== Work required ==
With the records below as your source, retype each line exactly from the top down to the line that contains "use crate::layout_resolver::ServingLayoutResolver;", and include that line.
————
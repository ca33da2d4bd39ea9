//! Infra Validator Orchestrator
//!
//! Validates the inputs, resolves the model layout and builds the requests
//! once, then validates every binary version concurrently with sequential
//! retries inside each version.

use futures::future::join_all;
use infra_validator_domain::{
    AttemptId, BinaryVersion, Blessing, DomainError, ExampleSource, ModelArtifact, ModelLayout,
    PlatformConfig, PlatformKind, ProbeRequest, RequestSpec, Result, RuntimeBackend,
    ServingClient, ServingSpec, ValidationRunId, ValidationSpec, Verdict, VersionVerdict,
};
use std::path::PathBuf;
use std::sync::Arc;
use std::time::Duration;
use tokio_util::sync::CancellationToken;
use tracing::{error, info, instrument, warn};

use crate::layout_resolver::ServingLayoutResolver;
use crate::request_builder::{BuiltRequests, RequestBuilder};
use crate::state_machine::{AttemptSettings, ValidationAttempt};
use crate::warmup::WarmupWriter;

/// Process-level knobs, set per deployment rather than per run.
#[derive(Debug, Clone)]
pub struct ValidatorOptions {
    pub poll_interval: Duration,
    pub probe_timeout: Duration,
    pub teardown_retries: u32,
    pub teardown_retry_delay: Duration,
    /// Staged model copies go under `<staging_dir>/<run>/`.
    pub staging_dir: PathBuf,
    /// Where the warmup model is written; required with `make_warmup`.
    pub warmup_output_dir: Option<PathBuf>,
}

impl Default for ValidatorOptions {
    fn default() -> Self {
        Self {
            poll_interval: Duration::from_secs(1),
            probe_timeout: Duration::from_secs(10),
            teardown_retries: 3,
            teardown_retry_delay: Duration::from_secs(1),
            staging_dir: std::env::temp_dir().join("infra-validator"),
            warmup_output_dir: None,
        }
    }
}

/// Everything one validation run needs.
pub struct ValidationRequest {
    pub serving_spec: ServingSpec,
    pub validation_spec: ValidationSpec,
    pub request_spec: Option<RequestSpec>,
    pub examples: Option<Arc<dyn ExampleSource>>,
    pub model: ModelArtifact,
}

/// Checks every input that can be decided without launching anything.
pub fn check_request(request: &ValidationRequest, options: &ValidatorOptions) -> Result<()> {
    request.serving_spec.validate(&request.validation_spec)?;

    if let Some(spec) = &request.request_spec {
        spec.validate()?;
        if request.examples.is_none() {
            return Err(DomainError::InvalidRequestSpec {
                message: "a request spec needs an examples source".to_string(),
            });
        }
        if spec.make_warmup && options.warmup_output_dir.is_none() {
            return Err(DomainError::InvalidRequestSpec {
                message: "make_warmup needs a warmup output directory".to_string(),
            });
        }
    }

    if options.poll_interval.is_zero() || options.probe_timeout.is_zero() {
        return Err(DomainError::InvalidValidationSpec {
            message: "poll interval and probe timeout must be positive".to_string(),
        });
    }
    Ok(())
}

pub struct InfraValidator {
    backend: Arc<dyn RuntimeBackend>,
    client: Arc<dyn ServingClient>,
    options: ValidatorOptions,
}

impl InfraValidator {
    pub fn new(
        backend: Arc<dyn RuntimeBackend>,
        client: Arc<dyn ServingClient>,
        options: ValidatorOptions,
    ) -> Self {
        Self {
            backend,
            client,
            options,
        }
    }

    /// Input checks plus the backend matching the requested platform.
    pub fn check(&self, request: &ValidationRequest) -> Result<()> {
        check_request(request, &self.options)?;

        let expected = match &request.serving_spec.platform {
            PlatformConfig::LocalDocker(_) => PlatformKind::LocalDocker,
            PlatformConfig::Kubernetes(_) => PlatformKind::Kubernetes,
        };
        if self.backend.platform() != expected {
            return Err(DomainError::InvalidPlatformConfig {
                message: format!(
                    "serving spec targets {} but the backend is {}",
                    expected,
                    self.backend.platform()
                ),
            });
        }
        Ok(())
    }

    /// Run the whole validation. Returns `Err` only for configuration
    /// errors; every infrastructure fault ends up in the verdict.
    pub async fn validate(
        &self,
        request: ValidationRequest,
        cancel: CancellationToken,
    ) -> Result<Verdict> {
        self.check(&request)?;

        let run_id = ValidationRunId::new();
        let model_name = request.serving_spec.model_name().to_string();
        info!(
            "Starting infra validation {} of {} on {}",
            run_id,
            request.model.uri.display(),
            self.backend.platform()
        );

        let resolver =
            ServingLayoutResolver::new(self.options.staging_dir.join(run_id.short()));
        let layout = Arc::new(resolver.resolve(&request.model, &model_name)?);

        let built = match (&request.request_spec, &request.examples) {
            (Some(spec), Some(examples)) => {
                RequestBuilder::build(examples.as_ref(), spec, &model_name)?
            }
            _ => {
                info!("No request spec given, validating model loading only");
                BuiltRequests::default()
            }
        };
        let probes: Arc<[ProbeRequest]> = built.probes.into();

        let settings = AttemptSettings {
            max_loading_time: request.validation_spec.max_loading_time(),
            poll_interval: self.options.poll_interval,
            probe_timeout: self.options.probe_timeout,
            teardown_retries: self.options.teardown_retries,
            teardown_retry_delay: self.options.teardown_retry_delay,
        };

        // A configuration error in one version stops the others.
        let run_cancel = cancel.child_token();
        let num_tries = request.validation_spec.num_tries;
        let versions = request.serving_spec.versions();
        let results = join_all(versions.into_iter().enumerate().map(|(index, version)| {
            let layout = Arc::clone(&layout);
            let probes = Arc::clone(&probes);
            let settings = &settings;
            let run_cancel = run_cancel.clone();
            let run_id = run_id.clone();
            async move {
                let result = self
                    .validate_version(
                        run_id,
                        index,
                        version,
                        &layout,
                        &probes,
                        settings,
                        num_tries,
                        run_cancel.clone(),
                    )
                    .await;
                if result.is_err() {
                    run_cancel.cancel();
                }
                result
            }
        }))
        .await;

        let versions = results.into_iter().collect::<Result<Vec<_>>>()?;
        let mut verdict = Verdict::from_versions(layout.version_dir(), versions);

        if verdict.is_blessed() {
            if let (Some(warmup), Some(output_dir)) =
                (built.warmup.as_deref(), &self.options.warmup_output_dir)
            {
                match WarmupWriter::write(&layout, warmup, output_dir) {
                    Ok(model) => {
                        verdict.model = model;
                        verdict.has_warmup = true;
                    }
                    Err(e) => error!(
                        "Failed to write the warmup model, blessing {} without it: {}",
                        layout.version_dir().display(),
                        e
                    ),
                }
            }
        }

        info!(
            "Infra validation {} finished: {} ({})",
            run_id,
            verdict.blessing,
            verdict.model.display()
        );
        Ok(verdict)
    }

    /// Sequential attempts for one version, stopping at the first pass.
    #[allow(clippy::too_many_arguments)]
    #[instrument(skip_all, fields(version = %version))]
    async fn validate_version(
        &self,
        run_id: ValidationRunId,
        index: usize,
        version: BinaryVersion,
        layout: &ModelLayout,
        probes: &[ProbeRequest],
        settings: &AttemptSettings,
        num_tries: u32,
        cancel: CancellationToken,
    ) -> Result<VersionVerdict> {
        let mut attempts = 0;
        let mut last_failure = None;

        for attempt in 1..=num_tries {
            if cancel.is_cancelled() {
                warn!("Run cancelled, not retrying {}", version);
                last_failure.get_or_insert_with(|| "cancelled".to_string());
                break;
            }

            attempts = attempt;
            let attempt_id = AttemptId::new(run_id.clone(), index, attempt);
            info!("Attempt {}/{} for {}", attempt, num_tries, version);

            let report = ValidationAttempt::new(
                self.backend.as_ref(),
                self.client.as_ref(),
                settings,
                cancel.clone(),
            )
            .run(attempt_id, &version, layout, probes)
            .await
            .inspect_err(|e| error!("Fatal error validating {}: {}", version, e))?;

            if report.passed() {
                return Ok(VersionVerdict {
                    version,
                    blessing: Blessing::Blessed,
                    attempts,
                    last_failure: None,
                });
            }
            last_failure = Some(report.outcome.to_string());
            if report.cancelled() {
                break;
            }
        }

        warn!("{} not blessed after {} attempt(s)", version, attempts);
        Ok(VersionVerdict {
            version,
            blessing: Blessing::NotBlessed,
            attempts,
            last_failure,
        })
    }
}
————
== Worked solution ==
repository ca33da2d4bd39ea9
//! Infra Validator Orchestrator
//!
//! Validates the inputs, resolves the model layout and builds the requests
//! once, then validates every binary version concurrently with sequential
//! retries inside each version.

use futures::future::join_all;
use infra_validator_domain::{
    AttemptId, BinaryVersion, Blessing, DomainError, ExampleSource, ModelArtifact, ModelLayout,
    PlatformConfig, PlatformKind, ProbeRequest, RequestSpec, Result, RuntimeBackend,
    ServingClient, ServingSpec, ValidationRunId, ValidationSpec, Verdict, VersionVerdict,
};
use std::path::PathBuf;
use std::sync::Arc;
use std::time::Duration;
use tokio_util::sync::CancellationToken;
use tracing::{error, info, instrument, warn};

use crate::layout_resolver::ServingLayoutResolver;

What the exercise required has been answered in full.